Prolog: Using =../2 (Univ) in a recursive way

Question

I'm having quite a simple problem in Prolog (SWI-Prolog) but I can't figure it out.

What I want is to create a recursive predicate which is able to swap any nested list into a compound term.

I want to swap between these two representation because I'm using a substitute algorithm which works on the list representation and I want the compound representation as output.

So I would like:

list_2_compound(List,Compound).

which for example works like

list_2_compound([seq, [seq, [if, p1, p2], p2], p1, p3], Compound).

Compound = seq(seq(if(p1, p2), p2), p1, p3)
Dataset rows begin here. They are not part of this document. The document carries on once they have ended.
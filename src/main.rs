use anyhow::{Context, Result};
use clap::{Parser, Subcommand, ValueEnum};
use csx::output;
use csx::query::{Operation, QuerySession};
use csx::utils::{self, AppConfig, logging};
use std::process::ExitCode;

#[derive(Parser)]
#[command(name = "csx")]
#[command(about = "Terminal-first cscope query browser")]
struct Cli {
    #[command(subcommand)]
    command: Option<Commands>,

    /// Symbol directory containing the cscope database (supports ~)
    #[arg(short, long, global = true)]
    dir: Option<String>,

    /// Put the result pane beside the editor view instead of below it
    #[arg(long)]
    vertical: bool,
}

#[derive(Subcommand)]
enum Commands {
    /// Run one query and print the matches
    Find {
        /// Symbol, text or pattern to look up
        symbol: String,

        /// Kind of query
        #[arg(short, long, value_enum, default_value = "symbol")]
        op: Operation,

        /// Print cscope's output unparsed
        #[arg(long, conflicts_with = "json")]
        raw: bool,

        /// Print records as JSON
        #[arg(long)]
        json: bool,

        /// When to use colors
        #[arg(long, value_enum, default_value = "auto")]
        color: ColorWhen,
    },
    /// Check that a directory holds a usable cscope database
    Check {
        /// Directory to check (supports ~)
        path: String,
    },
    /// Show the effective configuration
    Config,
}

#[derive(Clone, Copy, ValueEnum)]
enum ColorWhen {
    Auto,
    Never,
}

fn main() -> Result<ExitCode> {
    let cli = Cli::parse();
    let mut config = AppConfig::load()?;

    if let Some(dir) = cli.dir {
        config.index_directory = Some(dir);
    }
    if cli.vertical {
        config.split_horizontal = false;
    }

    match cli.command {
        Some(Commands::Find {
            symbol,
            op,
            raw,
            json,
            color,
        }) => {
            logging::init_stderr();
            let format = if raw {
                Format::Raw
            } else if json {
                Format::Json
            } else {
                Format::Records {
                    color: matches!(color, ColorWhen::Auto),
                }
            };
            find(&config, op, &symbol, format)
        }
        Some(Commands::Check { path }) => {
            logging::init_stderr();
            match utils::validate_index_directory(&path, &config.database_file) {
                Ok(dir) => {
                    println!("{}", dir.display());
                    Ok(ExitCode::SUCCESS)
                }
                Err(e) => {
                    eprintln!("{}", e);
                    Ok(ExitCode::FAILURE)
                }
            }
        }
        Some(Commands::Config) => {
            println!("# {}", utils::get_config_path()?.display());
            println!("{}", serde_json::to_string_pretty(&config)?);
            Ok(ExitCode::SUCCESS)
        }
        None => interactive(&config),
    }
}

enum Format {
    Records { color: bool },
    Json,
    Raw,
}

fn find(config: &AppConfig, op: Operation, symbol: &str, format: Format) -> Result<ExitCode> {
    let dir = config
        .index_directory
        .as_deref()
        .context("No symbol directory: pass --dir or set index_directory in the config")?;

    let mut session = QuerySession::new(config.tool.clone(), config.database_file.clone());
    if let Err(e) = session.set_index_directory(dir) {
        eprintln!("{}", e);
        return Ok(ExitCode::FAILURE);
    }

    match session.execute_query(op, symbol) {
        Ok(results) => {
            match format {
                Format::Records { color } => output::print_records(results.records(), color)?,
                Format::Json => output::print_json(results.records())?,
                Format::Raw => output::print_raw(results.raw())?,
            }
            Ok(ExitCode::SUCCESS)
        }
        Err(_) => {
            eprintln!("cscope query failed");
            Ok(ExitCode::FAILURE)
        }
    }
}

#[cfg(feature = "interactive")]
fn interactive(config: &AppConfig) -> Result<ExitCode> {
    logging::init_file(&utils::get_log_path()?)?;
    csx::tui::run(config)?;
    Ok(ExitCode::SUCCESS)
}

#[cfg(not(feature = "interactive"))]
fn interactive(_config: &AppConfig) -> Result<ExitCode> {
    anyhow::bail!("csx was built without the `interactive` feature; use `csx find`")
}
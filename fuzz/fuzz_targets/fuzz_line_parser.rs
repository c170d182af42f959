#![no_main]

use libfuzzer_sys::fuzz_target;

fuzz_target!(|data: &[u8]| {
    // Arbitrary tool output must never panic or scan past its input
    let record = csx::query::parse_line(data);
    assert!(record.file.as_os_str().len() < csx::query::parser::FILE_CAPACITY);
    assert!(record.symbol_scope.len() < csx::query::parser::SCOPE_CAPACITY);
    assert!(record.context.len() < csx::query::parser::CONTEXT_CAPACITY);

    let _ = csx::query::build_records(data, csx::query::count_lines(data));
});
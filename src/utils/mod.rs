//! Utility functions shared by the CLI and the TUI.
//!
//! ## Modules
//!
//! - [`app_data`] - Configuration and app data directory (XDG-compliant)
//! - [`logging`] - tracing subscriber setup
//! - [`paths`] - Home expansion and symbol directory validation

pub mod app_data;
pub mod logging;
pub mod paths;

pub use app_data::*;
pub use paths::*;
So I typically want to use the =.. operator:

Compound =.. [if, p1, p2] 
Compound = if(p1,p2)

But now in a recursive way to transverse to the nested list.

Answer 1

a bit more tricky than I thought at first glance.

list_2_compound(L, T) :-
    var(T)
    ->  L = [F|Fs], maplist(list_2_compound, Fs, Ts), T =.. [F|Ts]
    ;   atomic(T)
    ->  L = T
    ;   L = [F|Fs], T =.. [F|Ts], maplist(list_2_compound, Fs, Ts).
list_2_compound(T, T).

(my previous post produced too much nested list on the reverse case). Test:

1 ?- list_2_compound([seq, [seq, [if, p1, p2], p2], p1, p3], Compound).
Compound = seq(seq(if(p1, p2), p2), p1, p3) 
.

2 ?- list_2_compound(S, $Compound).
S = [seq, [seq, [if, p1, p2], p2], p1, p3] 
.

edit

After @damianodamiano comment, it's clear there is a bug, but it's not

the same solution an infinite number of times

since we have

?- aggregate(count,L^list_2_compound(L, seq(seq(if(p1, p2), p2), p1, p3)),N).
N = 45.

In the end, it's just that the 'catch all' clause overlaps - uselessly - with the already handled cases above. But to avoid confusion, and make better use of the declarative properties of this snippet, I'll rename the predicate to list_compound:

list_compound(L, T) :-
    (   var(T)
    ->  L = [F|Fs], maplist(list_compound, Fs, Ts), T =.. [F|Ts]
    ;   atomic(T)
    ->  L = T
    ;   L = [F|Fs], T =.. [F|Ts], maplist(list_compound, Fs, Ts)
    ),
    !.
list_compound(T, T).

and now we have a deterministic computation:

?- list_compound(L, seq(seq(if(p1, p2), p2), p1, p3)).
L = [seq, [seq, [if, p1, p2], p2], p1, p3].

?- list_compound($L, C).
C = seq(seq(if(p1, p2), p2), p1, p3),
L = [seq, [seq, [if, p1, p2], p2], p1, p3].

So, this is the same solution @patta1986 explained in its comment back in 2013...

Answer 2

If you want to be fully lazy and pure, you can use when/2 (coroutining) to delay computation until you have a nonvar head functor. This way the predicate (named =... below) works in all modes.

:- op(700, xfx, =...).
Term =... [Functor|Sublists] :-
    when((nonvar(Term) ; nonvar(Functor)),
         (var(Term)
         -> maplist(=..., Subterms, Sublists),
            Term =.. [Functor|Subterms]
         ;  Term =.. [Functor|Subterms],
            maplist(=..., Subterms, Sublists))).

?- f(X, g(Y)) =... L, X=1, Y=2.  % Mostly forwards
X = 1,
Y = 2,
L = [f, [1], [g, [2]]].

?- T =...  [f, [X], [g, [Y]]], X=1, Y=2.  % Mostly backwards
T = f(1, g(2)),
X = 1,
Y = 2.

?- Term =... List.  % Most general query
List = [_954|_956],
when((nonvar(Term);nonvar(_954)),  (var(Term)->maplist(=..., _1016, _956), Term=..[_954|_1016];Term=..[_954|_1016], maplist(=..., _1016, _956))).

This solution works with fully nested lists, which I think are easier to interface with.